We should never forget that Radio For Peace International has continued on throughout this crisis with its normal activities, broadcasting 24 hours a day across all time zones, delivering the Peace Journalism course and planning new projects and events. RFPI is so much more than the current crisis.

We enjoyed a very busy 16th birthday celebration last month, appropriately coinciding with International World Peace Day, with a packed station full of supporters. James Latham and the rest of the staff gave a speech and the day was extremely positive, with a clear focus on the future of the radio station, despite all the recent and ongoing difficulties.

PEACE JOURNALISM TRAINING

Located at the RFPI studios, the Institute for Progressive Communications (IPC) continues to break new ground in training journalists from around the world in Peace Journalism. Students completed a Peace Journalism and Progressive Media Through Radio course on September 21, and another began on September 29.

During the September course, students produced two independent radio documentaries. One program explored the life of children living in the streets in Costa Rica and the non-profit agencies who work on their behalf, and the other looked at the impact of Western food products and fast food lifestyle on the Costa Rican diet. Both programs have been aired on RFPI.

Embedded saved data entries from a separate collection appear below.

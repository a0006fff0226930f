use std::marker::PhantomData;

use hvec_alloc::{ByteAllocator, default_allocator};
use hvec_common::Result;

use crate::header::{Header, HeaderPtr};

/// A growable byte vector whose size and allocator live in a header stored
/// immediately ahead of the data.
///
/// The handle itself is a single (nullable) pointer. An empty handle created
/// by [`HeaderVec::new`] owns no memory; the first reservation allocates a
/// block through the process-wide default allocator. A handle created with
/// [`HeaderVec::with_capacity_in`] is bound to the given allocator for its
/// entire lifetime, and the borrow of that allocator (`'a`) keeps it alive
/// for as long as the vector exists.
///
/// Growth may relocate the block; the handle is updated in place, so the
/// borrow checker rules out stale aliases of the old location.
pub struct HeaderVec<'a> {
    header: Option<HeaderPtr<'a>>,
    _marker: PhantomData<Header<'a>>,
}

impl<'a> HeaderVec<'a> {
    /// Creates an empty vector that owns no memory yet.
    pub const fn new() -> HeaderVec<'a> {
        HeaderVec {
            header: None,
            _marker: PhantomData,
        }
    }

    /// Creates a vector bound to the default allocator, with room for exactly
    /// `capacity` bytes (or more, if the allocator over-provisions).
    pub fn with_capacity(capacity: usize) -> Result<HeaderVec<'a>> {
        Self::with_capacity_in(capacity, default_allocator())
    }

    /// Creates a vector bound to `allocator`, with room for at least
    /// `capacity` bytes.
    pub fn with_capacity_in(
        capacity: usize,
        allocator: &'a dyn ByteAllocator,
    ) -> Result<HeaderVec<'a>> {
        let header = HeaderPtr::allocate(capacity, allocator)?;
        Ok(HeaderVec::from_header(header))
    }

    /// Creates a vector bound to the default allocator, containing a copy of
    /// `data` and no spare capacity.
    pub fn from_slice(data: &[u8]) -> Result<HeaderVec<'a>> {
        let mut vec = Self::with_capacity(data.len())?;
        vec.append(data)?;
        Ok(vec)
    }

    /// Returns `true` once the vector owns a block.
    #[inline]
    pub fn is_allocated(&self) -> bool {
        self.header.is_some()
    }

    /// Returns the number of bytes in the vector.
    #[inline]
    pub fn len(&self) -> usize {
        self.header.map_or(0, HeaderPtr::len)
    }

    /// Returns `true` if the vector contains no bytes.
    #[inline]
    pub fn is_empty(&self) -> bool {
        self.len() == 0
    }

    /// Returns the number of bytes the vector can hold without reallocating.
    ///
    /// This is the allocator's usable size of the block minus the header.
    #[inline]
    pub fn capacity(&self) -> usize {
        self.header.map_or(0, HeaderPtr::capacity)
    }

    /// Returns the allocator the vector is bound to, if it owns a block.
    #[inline]
    pub fn allocator(&self) -> Option<&'a dyn ByteAllocator> {
        self.header.map(HeaderPtr::allocator)
    }

    /// Returns a raw pointer to the first data byte, or null for an
    /// unallocated vector.
    #[inline]
    pub fn as_ptr(&self) -> *const u8 {
        self.header
            .map_or(std::ptr::null(), |h| h.data().as_ptr().cast_const())
    }

    /// Returns a mutable raw pointer to the first data byte, or null for an
    /// unallocated vector.
    #[inline]
    pub fn as_mut_ptr(&mut self) -> *mut u8 {
        self.header
            .map_or(std::ptr::null_mut(), |h| h.data().as_ptr())
    }

    /// Returns a slice containing the entire vector.
    #[inline]
    pub fn as_slice(&self) -> &[u8] {
        match self.header {
            Some(h) => unsafe { std::slice::from_raw_parts(h.data().as_ptr(), h.len()) },
            None => &[],
        }
    }

    /// Returns a mutable slice containing the entire vector.
    #[inline]
    pub fn as_mut_slice(&mut self) -> &mut [u8] {
        match self.header {
            Some(h) => unsafe { std::slice::from_raw_parts_mut(h.data().as_ptr(), h.len()) },
            None => &mut [],
        }
    }

    /// Releases the block through the bound allocator.
    ///
    /// Equivalent to dropping the vector; a no-op for an unallocated vector.
    pub fn destroy(self) {
        drop(self)
    }

    #[inline]
    fn from_header(header: HeaderPtr<'a>) -> HeaderVec<'a> {
        HeaderVec {
            header: Some(header),
            _marker: PhantomData,
        }
    }

    #[inline]
    pub(crate) fn header(&self) -> Option<HeaderPtr<'a>> {
        self.header
    }

    #[inline]
    pub(crate) fn set_header(&mut self, header: HeaderPtr<'a>) {
        self.header = Some(header);
    }
}

impl Drop for HeaderVec<'_> {
    fn drop(&mut self) {
        if let Some(header) = self.header.take() {
            unsafe { header.release() }
        }
    }
}

impl Default for HeaderVec<'_> {
    fn default() -> Self {
        HeaderVec::new()
    }
}

impl std::ops::Deref for HeaderVec<'_> {
    type Target = [u8];

    #[inline]
    fn deref(&self) -> &Self::Target {
        self.as_slice()
    }
}

impl std::ops::DerefMut for HeaderVec<'_> {
    #[inline]
    fn deref_mut(&mut self) -> &mut Self::Target {
        self.as_mut_slice()
    }
}

impl AsRef<[u8]> for HeaderVec<'_> {
    fn as_ref(&self) -> &[u8] {
        self.as_slice()
    }
}

impl PartialEq for HeaderVec<'_> {
    fn eq(&self, other: &Self) -> bool {
        self.as_slice() == other.as_slice()
    }
}

impl Eq for HeaderVec<'_> {}

impl std::fmt::Debug for HeaderVec<'_> {
    fn fmt(&self, f: &mut std::fmt::Formatter<'_>) -> std::fmt::Result {
        f.debug_struct("HeaderVec")
            .field("len", &self.len())
            .field("capacity", &self.capacity())
            .field("allocator", &self.allocator().map(|a| a.name()))
            .finish()
    }
}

The next IPC course begins on January 5, 2003. Courses continue throughout 2004.

NEW PROGRAMMING

RFPI continues to rebuild our Spanish language department, delivering a unique service of independently produced programs from Latin American to the world community. The first of our Spanish language programming is People Without Borders or Pueblos Sin Fronteras. People Without Borders is a daily bi-lingual news program, bringing listeners progressive world news in Spanish with a special focus on Latin America. Listen for People Without Borders Tuesday through Friday, 18.30 UTC.

Continue to tune in to our diverse and dynamic 24 hour programming that includes Democracy Now, Free Speech Radio News, Counterspin, and Making Contact, as well as original programming produced by RFPI. A complete schedule of our programming is available at www.rfpi.org.

VOLUNTEERS

RFPI welcomed two new volunteers last month to the team, Ankie Kampmeyer and Jennifer Liss. With a background in Communications, Ankie will be volunteering with RFPI for three months. Ankie joins RFPI from Hamburg, Germany. Jennifer Liss, from San Francisco, California, brings her experience in non-profit administration and print and electronic media to RFPI for the coming two months. Edy, from Brazil, has also been volunteering for the last few months at RFPI providing computer support. His excellent computer skills rescued our computer network from an almost total collapse back to health.

SUPPORT

Never before has there been a time when RFPI's unique voice on short wave was so needed, yet funding so scarce. Your contributions have kept RFPI on the air for 16 years. Opposition to organizations such as RFPI and attempts to silence them have often relied on scarcity of funding to do the job for them. We cannot stress to you enough what a crucial difference your donations make to RFPI's survival. The dispute with the University has affected RFPI's grant-worthiness due to the uncertainty that has been generated. For this reason, we need your contributions more than ever.

Please visit Radio For Peace International

 
RFPI back up to power

09/11/2003 - The Copy Exchange - If you have noticed that RFPI's signal on 7445 is better recently, there's a reason. The station's General Manager, James Latham, was able to increase the transmitter power from 15 kilowatts to 30 kilowatts, starting at 0300 UT Thursday this week.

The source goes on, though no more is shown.